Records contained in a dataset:
----------------
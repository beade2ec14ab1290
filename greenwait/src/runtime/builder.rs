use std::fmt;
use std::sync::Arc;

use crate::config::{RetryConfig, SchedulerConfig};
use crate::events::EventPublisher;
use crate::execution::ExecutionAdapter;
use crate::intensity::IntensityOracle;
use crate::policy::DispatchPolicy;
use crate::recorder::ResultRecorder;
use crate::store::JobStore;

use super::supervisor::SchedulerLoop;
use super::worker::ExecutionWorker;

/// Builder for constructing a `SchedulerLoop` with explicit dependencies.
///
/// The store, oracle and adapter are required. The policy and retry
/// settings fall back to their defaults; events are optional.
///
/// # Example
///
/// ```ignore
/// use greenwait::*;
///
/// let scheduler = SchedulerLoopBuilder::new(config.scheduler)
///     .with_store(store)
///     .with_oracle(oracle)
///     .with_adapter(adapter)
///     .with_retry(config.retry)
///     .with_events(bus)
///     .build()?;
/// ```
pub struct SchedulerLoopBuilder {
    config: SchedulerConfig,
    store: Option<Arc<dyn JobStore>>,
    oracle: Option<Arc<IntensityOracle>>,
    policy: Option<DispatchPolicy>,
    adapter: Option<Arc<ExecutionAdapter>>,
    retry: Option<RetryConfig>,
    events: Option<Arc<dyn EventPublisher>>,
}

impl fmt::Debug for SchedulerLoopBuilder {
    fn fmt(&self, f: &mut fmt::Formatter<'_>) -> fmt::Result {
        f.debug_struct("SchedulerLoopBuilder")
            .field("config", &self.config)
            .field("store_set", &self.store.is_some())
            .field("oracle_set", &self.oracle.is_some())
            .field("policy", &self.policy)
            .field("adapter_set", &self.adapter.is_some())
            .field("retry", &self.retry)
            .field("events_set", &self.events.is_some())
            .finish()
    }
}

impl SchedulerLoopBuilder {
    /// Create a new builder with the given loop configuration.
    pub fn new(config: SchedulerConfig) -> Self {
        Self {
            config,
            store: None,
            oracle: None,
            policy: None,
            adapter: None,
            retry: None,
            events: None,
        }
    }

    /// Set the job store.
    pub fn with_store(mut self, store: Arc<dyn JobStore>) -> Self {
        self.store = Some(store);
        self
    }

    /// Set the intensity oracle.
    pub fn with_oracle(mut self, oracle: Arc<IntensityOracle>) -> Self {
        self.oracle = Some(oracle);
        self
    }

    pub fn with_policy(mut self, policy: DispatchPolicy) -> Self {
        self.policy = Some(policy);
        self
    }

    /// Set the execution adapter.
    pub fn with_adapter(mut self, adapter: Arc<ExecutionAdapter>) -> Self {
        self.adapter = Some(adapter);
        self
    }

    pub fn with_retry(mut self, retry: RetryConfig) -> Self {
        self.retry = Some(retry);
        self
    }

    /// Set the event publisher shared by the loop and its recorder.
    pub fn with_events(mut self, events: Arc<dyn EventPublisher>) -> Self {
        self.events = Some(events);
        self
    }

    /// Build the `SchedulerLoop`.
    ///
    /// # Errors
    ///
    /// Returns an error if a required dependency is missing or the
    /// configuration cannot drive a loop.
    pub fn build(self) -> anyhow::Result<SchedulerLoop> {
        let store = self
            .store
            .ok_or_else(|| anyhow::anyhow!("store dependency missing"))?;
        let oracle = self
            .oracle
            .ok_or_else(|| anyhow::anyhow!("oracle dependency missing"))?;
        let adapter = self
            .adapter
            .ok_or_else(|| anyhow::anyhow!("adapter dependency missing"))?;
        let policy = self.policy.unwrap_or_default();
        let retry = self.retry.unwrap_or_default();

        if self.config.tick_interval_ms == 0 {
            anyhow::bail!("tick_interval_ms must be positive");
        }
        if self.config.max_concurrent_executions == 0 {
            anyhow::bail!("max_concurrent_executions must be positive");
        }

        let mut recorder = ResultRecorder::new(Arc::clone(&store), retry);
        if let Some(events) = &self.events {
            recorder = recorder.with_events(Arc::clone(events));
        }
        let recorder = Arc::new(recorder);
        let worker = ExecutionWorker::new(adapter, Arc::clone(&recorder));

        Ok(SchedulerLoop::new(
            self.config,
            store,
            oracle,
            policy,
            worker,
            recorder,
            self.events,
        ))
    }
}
----------------
Give the number of lines in the records that contain the string "field", and write nothing besides that number.

* ANSWER AREA *
7